Définition du travailleur de nuit
Est considéré comme travailleur de nuit au sens de l’article L. 3122-5 tout salarié qui :
- Accomplit au moins 2 fois par semaine, selon son horaire habituel, au moins 3 heures de travail de nuit quotidiennes
- Ou accomplit au moins 270 heures de travail de nuit sur une période de 12 mois consécutifs (seuil pouvant être modifié par accord collectif)
Conditions de mise en place
Le recours au travail de nuit est subordonné à :
- La justification par la nécessité d’assurer la continuité de l’activité (article L. 3122-1)
- Un accord collectif préalable (article L. 3122-15) qui doit prévoir les contreparties, les conditions de travail et les mesures pour améliorer les conditions de travail
- À défaut d’accord, une autorisation de l’inspecteur du travail (article L. 3122-21)
Durées maximales spécifiques
- Durée quotidienne : 8 heures maximum de travail de nuit consécutives (article L. 3122-6), contre 10 heures pour le travail de jour
- Durée hebdomadaire : 40 heures en moyenne sur 12 semaines consécutives (article L. 3122-7), contre 44 heures pour le travail de jour
Des dérogations sont possibles par accord collectif, dans la limite de 12 heures quotidiennes (article L. 3122-17) et 44 heures hebdomadaires en moyenne (article L. 3122-18).
Contreparties obligatoires
Le travailleur de nuit bénéficie de contreparties obligatoires sous forme de repos compensateur et, le cas échéant, de compensation salariale (article L. 3122-8). L’accord collectif détermine les modalités de ces contreparties.

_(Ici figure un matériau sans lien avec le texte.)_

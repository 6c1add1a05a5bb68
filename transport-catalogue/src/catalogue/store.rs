//! The transport catalogue: canonical stop and bus records.

use std::collections::hash_map::Entry;
use std::collections::{BTreeSet, HashMap};
use std::sync::Arc;

use tracing::{debug, warn};

use crate::domain::{Bus, BusInfo, CatalogueError, Stop};
use crate::geo::{Coordinates, great_circle_distance};
use crate::ids::{BusId, StopId};

use super::distances::DistanceTable;

/// Owns every stop and bus of the network.
///
/// Stops and buses live in dense arenas indexed by [`StopId`] / [`BusId`];
/// names are interned once and shared with everything that refers to them.
/// Records are never mutated or removed after insertion.
///
/// Build order matters: declare road distances before adding the buses that
/// travel them, since a bus's route length is computed when it is added.
#[derive(Debug, Default)]
pub struct TransportCatalogue {
    stops: Vec<Stop>,
    stop_index: HashMap<Arc<str>, StopId>,
    buses: Vec<Bus>,
    bus_index: HashMap<Arc<str>, BusId>,
    /// Names of the buses serving each stop, indexed by `StopId`.
    buses_at_stop: Vec<BTreeSet<Arc<str>>>,
    distances: DistanceTable,
}

impl TransportCatalogue {
    /// Create an empty catalogue.
    pub fn new() -> Self {
        Self::default()
    }

    /// Register a stop.
    ///
    /// # Errors
    ///
    /// Returns [`CatalogueError::DuplicateStop`] if the name is taken, or
    /// [`CatalogueError::InvalidCoordinates`] if the coordinates are not a
    /// point on the globe; the catalogue is left unchanged.
    pub fn add_stop(&mut self, name: &str, coordinates: Coordinates) -> Result<StopId, CatalogueError> {
        if !coordinates.is_valid() {
            return Err(CatalogueError::InvalidCoordinates {
                stop: name.to_string(),
                lat: coordinates.lat,
                lng: coordinates.lng,
            });
        }

        let id = StopId::from_index(self.stops.len());
        let name: Arc<str> = Arc::from(name);

        match self.stop_index.entry(name.clone()) {
            Entry::Occupied(_) => return Err(CatalogueError::DuplicateStop(name.to_string())),
            Entry::Vacant(slot) => {
                slot.insert(id);
            }
        }

        self.stops.push(Stop::new(id, name, coordinates));
        self.buses_at_stop.push(BTreeSet::new());
        Ok(id)
    }

    /// Record the declared road distance from one stop to another.
    ///
    /// Returns `false` (and records nothing) if either stop is unknown or the
    /// distance is negative or not finite.
    pub fn add_distance(&mut self, from: &str, to: &str, distance: f64) -> bool {
        if !distance.is_finite() || distance < 0.0 {
            warn!(from, to, distance, "ignoring invalid distance");
            return false;
        }

        let (Some(from_id), Some(to_id)) = (self.stop_id(from), self.stop_id(to)) else {
            warn!(from, to, "ignoring distance between unknown stops");
            return false;
        };

        if self.distances.declare(from_id, to_id, distance) {
            warn!(
                from,
                to, "distance declared after a bus already used this pair; keeping earlier value"
            );
        }
        true
    }

    /// Register a bus route.
    ///
    /// `stops` is the stop sequence as published: for a roundtrip it already
    /// returns to its first stop, for a linear route it is one way only and is
    /// expanded here to include the way back.
    ///
    /// # Errors
    ///
    /// Returns `Err` if the name is taken, the stop list is empty, or a stop
    /// is unknown. The catalogue is left unchanged on error.
    pub fn add_bus<S: AsRef<str>>(
        &mut self,
        name: &str,
        stops: &[S],
        is_roundtrip: bool,
    ) -> Result<BusId, CatalogueError> {
        if self.bus_index.contains_key(name) {
            return Err(CatalogueError::DuplicateBus(name.to_string()));
        }
        if stops.is_empty() {
            return Err(CatalogueError::EmptyRoute(name.to_string()));
        }

        let published = stops
            .iter()
            .map(|stop| {
                self.stop_id(stop.as_ref())
                    .ok_or_else(|| CatalogueError::UnknownStop {
                        bus: name.to_string(),
                        stop: stop.as_ref().to_string(),
                    })
            })
            .collect::<Result<Vec<_>, _>>()?;
        let closed = Bus::close_route(&published, is_roundtrip);

        let mut route_length = 0.0;
        let mut geo_length = 0.0;
        for pair in closed.windows(2) {
            let from = (pair[0], self.stops[pair[0].index()].coordinates());
            let to = (pair[1], self.stops[pair[1].index()].coordinates());
            route_length += self.distances.resolve_road(from, to);
            geo_length += self.distances.resolve_geo(from, to);
        }

        let id = BusId::from_index(self.buses.len());
        let name: Arc<str> = Arc::from(name);

        for stop in &closed {
            self.buses_at_stop[stop.index()].insert(name.clone());
        }

        debug!(
            bus = %name,
            stops = closed.len(),
            route_length,
            "added bus"
        );

        self.bus_index.insert(name.clone(), id);
        self.buses
            .push(Bus::new(id, name, closed, is_roundtrip, route_length, geo_length));
        Ok(id)
    }

    /// Look up a stop by name.
    pub fn find_stop(&self, name: &str) -> Option<&Stop> {
        self.stop_id(name).map(|id| &self.stops[id.index()])
    }

    /// Look up a bus by name.
    pub fn find_bus(&self, name: &str) -> Option<&Bus> {
        self.bus_index.get(name).map(|id| &self.buses[id.index()])
    }

    /// Route statistics for a bus, or `None` if no such bus exists.
    pub fn bus_info(&self, name: &str) -> Option<BusInfo> {
        self.find_bus(name).map(Bus::info)
    }

    /// Names of the buses passing through a stop, sorted.
    ///
    /// Empty for unknown stops and for stops no bus visits; use
    /// [`find_stop`](Self::find_stop) to tell the two apart.
    pub fn buses_at_stop(&self, name: &str) -> BTreeSet<&str> {
        self.stop_id(name)
            .map(|id| {
                self.buses_at_stop[id.index()]
                    .iter()
                    .map(|bus| bus.as_ref())
                    .collect()
            })
            .unwrap_or_default()
    }

    /// Road distance from one stop to another, in metres.
    ///
    /// Uses the declared distance for this direction, else the declared
    /// distance for the opposite direction, else the great-circle distance.
    /// Returns `None` if either stop is unknown.
    pub fn distance(&self, from: &str, to: &str) -> Option<f64> {
        let from = self.stop_id(from)?;
        let to = self.stop_id(to)?;
        Some(self.road_distance(from, to))
    }

    /// Road distance between two catalogue stops, in metres.
    ///
    /// Pairs travelled by some bus are answered from the memo table.
    ///
    /// # Panics
    ///
    /// Panics if either id did not come from this catalogue.
    pub fn road_distance(&self, from: StopId, to: StopId) -> f64 {
        if let Some(distance) = self.distances.cached_road(from, to) {
            return distance;
        }
        match self.distances.declared(from, to) {
            Some(declared) => declared,
            None => self.geo_distance(from, to),
        }
    }

    /// Great-circle distance between two catalogue stops, in metres.
    ///
    /// # Panics
    ///
    /// Panics if either id did not come from this catalogue.
    pub fn geo_distance(&self, from: StopId, to: StopId) -> f64 {
        self.distances.cached_geo(from, to).unwrap_or_else(|| {
            great_circle_distance(
                self.stops[from.index()].coordinates(),
                self.stops[to.index()].coordinates(),
            )
        })
    }

    /// Id of the stop with this name.
    pub fn stop_id(&self, name: &str) -> Option<StopId> {
        self.stop_index.get(name).copied()
    }

    /// The stop with this id.
    ///
    /// # Panics
    ///
    /// Panics if the id did not come from this catalogue.
    pub fn stop(&self, id: StopId) -> &Stop {
        &self.stops[id.index()]
    }

    /// All stops, in insertion order.
    pub fn stops(&self) -> &[Stop] {
        &self.stops
    }

    /// All buses, in insertion order.
    pub fn buses(&self) -> &[Bus] {
        &self.buses
    }

    pub fn stop_count(&self) -> usize {
        self.stops.len()
    }

    pub fn bus_count(&self) -> usize {
        self.buses.len()
    }
}
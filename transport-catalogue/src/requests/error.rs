//! Error types for request document processing.

use crate::domain::CatalogueError;
use crate::router::SettingsError;

/// Error returned when a request document cannot be processed.
#[derive(Debug, thiserror::Error)]
pub enum RequestError {
    /// Document could not be read
    #[error("failed to read request document: {0}")]
    Io(#[from] std::io::Error),

    /// Document is not valid JSON or does not match the expected shape
    #[error("malformed request document: {0}")]
    Json(#[from] serde_json::Error),

    /// A base request conflicts with the network built so far
    #[error("invalid base request: {0}")]
    Catalogue(#[from] CatalogueError),

    /// Routing settings are out of range
    #[error("invalid routing settings: {0}")]
    Settings(#[from] SettingsError),
}
//! Geographic coordinates and great-circle distance.

use std::fmt;

use serde::Deserialize;

/// Mean Earth radius in metres.
const EARTH_RADIUS_M: f64 = 6_371_000.0;

/// A WGS-84 coordinate in degrees.
#[derive(Debug, Clone, Copy, PartialEq, Default, Deserialize)]
pub struct Coordinates {
    pub lat: f64,
    pub lng: f64,
}

impl Coordinates {
    pub fn new(lat: f64, lng: f64) -> Self {
        Self { lat, lng }
    }

    /// Finite latitude in `[-90, 90]` and longitude in `[-180, 180]`.
    pub fn is_valid(&self) -> bool {
        self.lat.is_finite()
            && self.lng.is_finite()
            && (-90.0..=90.0).contains(&self.lat)
            && (-180.0..=180.0).contains(&self.lng)
    }
}

impl fmt::Display for Coordinates {
    fn fmt(&self, f: &mut fmt::Formatter<'_>) -> fmt::Result {
        write!(f, "({:.6}, {:.6})", self.lat, self.lng)
    }
}

/// Haversine great-circle distance between two points, in metres.
///
/// Identical points always yield exactly `0.0`.
pub fn great_circle_distance(from: Coordinates, to: Coordinates) -> f64 {
    if from == to {
        return 0.0;
    }

    let d_lat = (to.lat - from.lat).to_radians();
    let d_lng = (to.lng - from.lng).to_radians();

    let lat1 = from.lat.to_radians();
    let lat2 = to.lat.to_radians();

    let a = (d_lat * 0.5).sin().powi(2) + lat1.cos() * lat2.cos() * (d_lng * 0.5).sin().powi(2);
    let c = 2.0 * a.sqrt().atan2((1.0 - a).sqrt());
    EARTH_RADIUS_M * c
}

#[cfg(test)]
mod tests {
    use super::*;

    #[test]
    fn validity() {
        assert!(Coordinates::new(55.611087, 37.20829).is_valid());
        assert!(Coordinates::new(-90.0, 180.0).is_valid());
        assert!(!Coordinates::new(90.5, 0.0).is_valid());
        assert!(!Coordinates::new(0.0, f64::NAN).is_valid());
        assert!(!Coordinates::new(f64::NEG_INFINITY, 0.0).is_valid());
    }

    #[test]
    fn same_point_is_zero() {
        let p = Coordinates::new(55.611087, 37.20829);
        assert_eq!(great_circle_distance(p, p), 0.0);
    }

    #[test]
    fn one_degree_of_longitude_at_equator() {
        let a = Coordinates::new(0.0, 0.0);
        let b = Coordinates::new(0.0, 1.0);
        let d = great_circle_distance(a, b);
        // 2 * pi * R / 360
        assert!((d - 111_194.93).abs() < 1.0, "got {d}");
    }

    #[test]
    fn symmetric() {
        let a = Coordinates::new(55.595884, 37.209755);
        let b = Coordinates::new(55.632761, 37.333324);
        assert_eq!(great_circle_distance(a, b), great_circle_distance(b, a));
    }

    #[test]
    fn display() {
        let p = Coordinates::new(1.5, -2.25);
        assert_eq!(p.to_string(), "(1.500000, -2.250000)");
    }
}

Surveillance médicale renforcée
Le travailleur de nuit bénéficie d’un suivi individuel régulier par le médecin du travail (article L. 3122-11). Le médecin du travail peut proposer des mesures d’adaptation du poste ou le transfert sur un poste de jour si l’état de santé du salarié l’exige.
Interdictions
- Jeunes travailleurs : le travail de nuit est interdit pour les salariés de moins de 18 ans (article L. 3163-2), sauf dérogations limitées
- Femmes enceintes : la salariée enceinte peut demander à être affectée à un poste de jour (article L. 1225-9)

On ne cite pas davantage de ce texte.